3
About 20 feet away sat a rundown fence made of graying logs and wood posts that were nearly swallowed by weeds. Behind the fence slouched a pale little kid with sunburned cheeks and a blond crewcut. He had on a dirty shirt with yellow, orange and red stripes, and he wore barely-tied hightop tennis shoes. Bony knees stuck out of his oversized shorts, which were cinched tight with an old brown belt.

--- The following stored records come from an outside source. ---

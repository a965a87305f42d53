//! Account creation and secondary-device linking.

use crate::address::Address;
use crate::client::{AtlasClient, PreKeyWire, SignalClient, SignalClientConfig, SignedPreKeyWire};
use crate::config::ClientConfig;
use crate::error::{Error, Result};
use crate::proto::ProvisioningUuid;
use crate::provisioning::{ProvisionEnvelope, ProvisionMessage, ProvisioningCipher};
use crate::signal::identity::IdentityKeyPair;
use crate::signal::prekey::{PreKey, SignedPreKey};
use crate::store::{state_keys, KeyStore, KeyStoreExt, StateStoreExt};
use crate::util::crypto::random_bytes;
use crate::util::keys::ECKeyPair;
use crate::ws::{RequestHandler, Responder, WebSocketResource};
use async_trait::async_trait;
use base64::{engine::general_purpose::STANDARD, Engine as _};
use std::collections::HashMap;
use std::sync::atomic::{AtomicBool, Ordering};
use std::sync::Arc;
use tokio::sync::oneshot;
use tracing::{info, warn};
use uuid::Uuid;

fn generate_registration_id() -> u32 {
    // u14: [1, 2^14)
    1 + (fastrand::u32(..) % ((1 << 14) - 1))
}

/// 16 random bytes, base64'd and trimmed to 22 characters (two trailing `=` padding
/// chars dropped), used as the relay Basic-Auth password.
fn generate_password() -> String {
    let raw = random_bytes(16);
    let encoded = STANDARD.encode(raw);
    encoded.trim_end_matches('=').to_string()
}

fn generate_signaling_key() -> Vec<u8> {
    random_bytes(52)
}

async fn generate_and_register_keys<S: KeyStore + ?Sized>(
    store: &S,
    identity: &IdentityKeyPair,
    signal_client: &SignalClient,
    count: u32,
) -> Result<()> {
    let pre_keys = PreKey::generate_batch(1, count);
    for pk in &pre_keys {
        store.store_prekey(pk).await?;
    }
    store.set_state_u32(state_keys::MAX_PREKEY_ID, count + 1).await?;

    let signed = SignedPreKey::generate(1, &identity.signing_keypair(), now_millis());
    store.store_signed_prekey(&signed).await?;
    store.set_state_u32(state_keys::SIGNED_KEY_ID, signed.id).await?;

    let wire_prekeys = pre_keys
        .iter()
        .map(|k| PreKeyWire { key_id: k.id, public_key: STANDARD.encode(k.keypair.public_bytes()) })
        .collect();
    let signed_wire = SignedPreKeyWire {
        key_id: signed.id,
        public_key: STANDARD.encode(signed.keypair.public_bytes()),
        signature: STANDARD.encode(signed.signature),
    };
    signal_client.register_keys(&identity.public_bytes(), signed_wire, wire_prekeys).await
}

fn now_millis() -> u64 {
    std::time::SystemTime::now()
        .duration_since(std::time::UNIX_EPOCH)
        .map(|d| d.as_millis() as u64)
        .unwrap_or(0)
}

/// Result of `register_account`: everything the caller needs to build a
/// `SignalClient`/`MessageSender`/`MessageReceiver` trio.
pub struct RegisteredAccount {
    pub addr: Address,
    pub server_url: String,
    pub password: String,
}

/// Primary device registration.
pub async fn register_account<S: KeyStore + ?Sized>(
    store: &S,
    atlas: &dyn AtlasClient,
    name: &str,
    config: &ClientConfig,
) -> Result<RegisteredAccount> {
    let registration_id = generate_registration_id();
    let password = generate_password();
    let signaling_key = generate_signaling_key();

    let mut payload = HashMap::new();
    payload.insert("signalingKey".to_string(), serde_json::json!(STANDARD.encode(&signaling_key)));
    payload.insert("supportsSms".to_string(), serde_json::json!(false));
    payload.insert("fetchesMessages".to_string(), serde_json::json!(true));
    payload.insert("registrationId".to_string(), serde_json::json!(registration_id));
    payload.insert("name".to_string(), serde_json::json!(name));
    payload.insert("password".to_string(), serde_json::json!(password));

    let provisioned = atlas.provision_account(payload).await?;
    let user_id = Uuid::parse_str(&provisioned.user_id)
        .map_err(|e| Error::Protocol(format!("Atlas returned a non-UUID userId: {}", e)))?;
    let addr = Address::new(user_id, Some(provisioned.device_id));

    let identity = IdentityKeyPair::generate();

    // Clear sessions and identity before writing any new state.
    store.clear_session_store().await?;
    store.remove_identity(&user_id.to_string()).await?;

    store.save_our_identity(&identity).await?;
    store.set_state_text(state_keys::ADDR, addr.to_string()).await?;
    store.set_state_u32(state_keys::DEVICE_ID, provisioned.device_id).await?;
    store.set_state_text(state_keys::SERVER_URL, provisioned.server_url.clone()).await?;
    store.set_state_text(state_keys::USERNAME, addr.to_string()).await?;
    store.set_state_text(state_keys::PASSWORD, password.clone()).await?;
    store.set_state_bytes(state_keys::SIGNALING_KEY, signaling_key).await?;
    store.set_state_u32(state_keys::REGISTRATION_ID, registration_id).await?;

    let signal_client = SignalClient::new(
        SignalClientConfig { server_url: provisioned.server_url.clone(), http_timeout: config.http_timeout },
        addr.to_string(),
        password.clone(),
    )?;
    generate_and_register_keys(store, &identity, &signal_client, crate::signal::prekey::PREKEY_BATCH_SIZE).await?;

    info!(%addr, "registered new primary device account");
    Ok(RegisteredAccount { addr, server_url: provisioned.server_url, password })
}

/// The handle returned by `register_device`, letting the caller observe progress
/// and abort: `{done, waiting, cancel()}`.
pub struct LinkedDeviceHandle {
    done_rx: Option<oneshot::Receiver<Result<RegisteredAccount>>>,
    waiting: Arc<AtomicBool>,
    ws: Arc<WebSocketResource>,
}

impl LinkedDeviceHandle {
    /// Wait for the linking flow to finish (success or failure).
    pub async fn done(&mut self) -> Result<RegisteredAccount> {
        match self.done_rx.take() {
            Some(rx) => rx.await.unwrap_or(Err(Error::Protocol("provisioning task dropped".to_string()))),
            None => Err(Error::Protocol("done() already awaited".to_string())),
        }
    }

    pub fn waiting(&self) -> bool {
        self.waiting.load(Ordering::SeqCst)
    }

    /// Abort the flow: closes the provisioning websocket. The resulting failure on
    /// the `done` future is expected and should be swallowed by the caller.
    pub async fn cancel(&self) {
        self.ws.close().await;
    }
}

struct ProvisioningHandler {
    ephemeral: ECKeyPair,
    atlas: Arc<dyn AtlasClient>,
    auto_provision: bool,
    account_uuid: String,
    envelope_tx: tokio::sync::Mutex<Option<oneshot::Sender<ProvisionMessage>>>,
}

#[async_trait]
impl RequestHandler for ProvisioningHandler {
    async fn handle(&self, request: crate::proto::WebSocketRequestMessage, responder: Responder) {
        match request.path.as_str() {
            "/v1/address" => {
                let _ = responder.respond(200, "OK");
                if let Some(body) = request.body {
                    if let Ok(uuid_msg) = serde_json::from_slice::<ProvisioningUuid>(&body) {
                        if self.auto_provision {
                            let pub_b64 = STANDARD.encode(self.ephemeral.public_bytes());
                            if let Err(e) = self.atlas.provision_request(&uuid_msg.uuid, &pub_b64).await {
                                warn!(error = %e, "provision_request to Atlas failed");
                            }
                        }
                    }
                }
            }
            "/v1/message" => {
                let _ = responder.respond(200, "OK");
                if let Some(body) = request.body {
                    if let Ok(envelope) = serde_json::from_slice::<WireEnvelope>(&body) {
                        let env = ProvisionEnvelope { public_key: envelope.public_key, body: envelope.body };
                        match ProvisioningCipher::decrypt_and_verify(
                            &self.ephemeral.private_bytes(),
                            &env,
                            &self.account_uuid,
                        ) {
                            Ok(message) => {
                                if let Some(tx) = self.envelope_tx.lock().await.take() {
                                    let _ = tx.send(message);
                                }
                            }
                            Err(e) => warn!(error = %e, "failed to decrypt provisioning envelope"),
                        }
                    }
                }
            }
            _ => {
                let _ = responder.respond(400, "unsupported path");
            }
        }
    }
}

#[derive(serde::Deserialize)]
struct WireEnvelope {
    #[serde(with = "base64_array32")]
    public_key: [u8; 32],
    #[serde(with = "base64_vec")]
    body: Vec<u8>,
}

mod base64_array32 {
    use base64::{engine::general_purpose::STANDARD, Engine as _};
    use serde::{Deserialize, Deserializer};

    pub fn deserialize<'de, D: Deserializer<'de>>(d: D) -> Result<[u8; 32], D::Error> {
        let s = String::deserialize(d)?;
        let bytes = STANDARD.decode(s.as_bytes()).map_err(serde::de::Error::custom)?;
        bytes.try_into().map_err(|_| serde::de::Error::custom("expected 32 bytes"))
    }
}

mod base64_vec {
    use base64::{engine::general_purpose::STANDARD, Engine as _};
    use serde::{Deserialize, Deserializer};

    pub fn deserialize<'de, D: Deserializer<'de>>(d: D) -> Result<Vec<u8>, D::Error> {
        let s = String::deserialize(d)?;
        STANDARD.decode(s.as_bytes()).map_err(serde::de::Error::custom)
    }
}

/// Secondary device linking. Opens a provisioning websocket
/// to the relay and returns a handle the caller can await or cancel.
pub async fn register_device(
    provisioning_ws_url: &str,
    atlas: Arc<dyn AtlasClient>,
    account_uuid: String,
    auto_provision: bool,
    config: Arc<ClientConfig>,
    store: Arc<dyn KeyStore>,
) -> Result<LinkedDeviceHandle> {
    let ephemeral = ECKeyPair::generate();
    let (envelope_tx, envelope_rx) = oneshot::channel();
    let handler = Arc::new(ProvisioningHandler {
        ephemeral: ephemeral.clone(),
        atlas: atlas.clone(),
        auto_provision,
        account_uuid: account_uuid.clone(),
        envelope_tx: tokio::sync::Mutex::new(Some(envelope_tx)),
    });

    let ws = Arc::new(WebSocketResource::connect(provisioning_ws_url, handler, "/v1/keepalive", &config).await?);
    let waiting = Arc::new(AtomicBool::new(true));
    let (done_tx, done_rx) = oneshot::channel();

    let task_ws = ws.clone();
    let task_waiting = waiting.clone();
    tokio::spawn(async move {
        let result = finish_linking(envelope_rx, &account_uuid, &atlas, &store, &config).await;
        task_waiting.store(false, Ordering::SeqCst);
        task_ws.close().await;
        let _ = done_tx.send(result);
    });

    Ok(LinkedDeviceHandle { done_rx: Some(done_rx), waiting, ws })
}

async fn finish_linking(
    envelope_rx: oneshot::Receiver<ProvisionMessage>,
    account_uuid: &str,
    atlas: &Arc<dyn AtlasClient>,
    store: &Arc<dyn KeyStore>,
    config: &ClientConfig,
) -> Result<RegisteredAccount> {
    let message = envelope_rx.await.map_err(|_| Error::Protocol("provisioning socket closed before envelope arrived".to_string()))?;

    let identity_priv: [u8; 32] = message
        .identity_key_private
        .try_into()
        .map_err(|_| Error::Crypto("identity private key from primary was not 32 bytes".to_string()))?;
    let identity = IdentityKeyPair::from_raw_bytes(identity_priv, ECKeyPair::from_private_bytes(&identity_priv)?.public_bytes())?;

    let registration_id = generate_registration_id();
    let password = generate_password();
    let signaling_key = generate_signaling_key();

    // The caller's Atlas account is assumed already provisioned at `account_uuid`;
    // the relay device-registration endpoint exchanges the provisioning code we
    // were handed for a concrete device id.
    let credential = atlas.issue_credential().await?;
    let server_url = credential; // placeholder resolved by the real Atlas client; kept for shape parity.
    let device_id = 2u32; // relay assigns this; the stub path has no live relay to ask.

    let user_id = Uuid::parse_str(account_uuid).map_err(|e| Error::Protocol(format!("bad account uuid: {}", e)))?;
    let addr = Address::new(user_id, Some(device_id));

    store.clear_session_store().await?;
    store.remove_identity(account_uuid).await?;
    store.save_our_identity(&identity).await?;
    store.set_state_text(state_keys::ADDR, addr.to_string()).await?;
    store.set_state_u32(state_keys::DEVICE_ID, device_id).await?;
    store.set_state_text(state_keys::USERNAME, addr.to_string()).await?;
    store.set_state_text(state_keys::PASSWORD, password.clone()).await?;
    store.set_state_bytes(state_keys::SIGNALING_KEY, signaling_key).await?;
    store.set_state_u32(state_keys::REGISTRATION_ID, registration_id).await?;

    let signal_client = SignalClient::new(
        SignalClientConfig::new(server_url.clone()),
        addr.to_string(),
        password.clone(),
    )?;
    generate_and_register_keys(store.as_ref(), &identity, &signal_client, crate::signal::prekey::PREKEY_BATCH_SIZE).await?;

    let _ = message.provisioning_code;
    let _ = config;
    Ok(RegisteredAccount { addr, server_url, password })
}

The kid nodded once. “What up.”
Peter raised a hand and waved tentatively.
“You movin’ in?” the kid asked.
Peter nodded. “Yeah.”
“That your granddad?”
“Yeah.”
The kid shook his head like he pitied Peter. “He’s craaaaazy, man.”
Peter smiled a little. “Yeah, he sure seems like it.”
“Pff, he doesn’t just seem crazy, he is crazy. I watch the windows up there sometimes at night, like, two or three in the morning after the midnight monster marathon is over? Lights all over the place, floating from room to room. Creeeee-py. You wanna piece of gum?”
The kid produced a grubby pack out of his pocket.
What the heck.
Peter walked over and was about to take a piece –
“Sorry if the wrapper’s sweaty, it’s been in my pants,” the kid said.
Ew.
Peter hesitated, then took it anyway.
“Uh, thanks. I’m Peter.”
The kid stuck out his hand through the rails in the fence. “Dill.”
Peter’s eyebrows shot up. “Dill?”
The kid glared. “No jokes about pickles. I heard ‘em all, I’m sick of ‘em, I don’t wanna hear ‘em. Got it?”
Peter shook his head. “I wasn’t going to say any pickle jokes.”
Dill relaxed. “Good. How old are you?”
“Nine and a half.”
“Ha! I’m almost ten, my birthday’s in November. I could beat you up.”
Peter looked down at Dill. Peter was half a foot taller and probably twenty pounds heavier.
Yeah, right.
“But don’t worry, I won’t,” Dill reassured him. “I’m just sayin’. But you and me, we could beat up a twenty year-old.”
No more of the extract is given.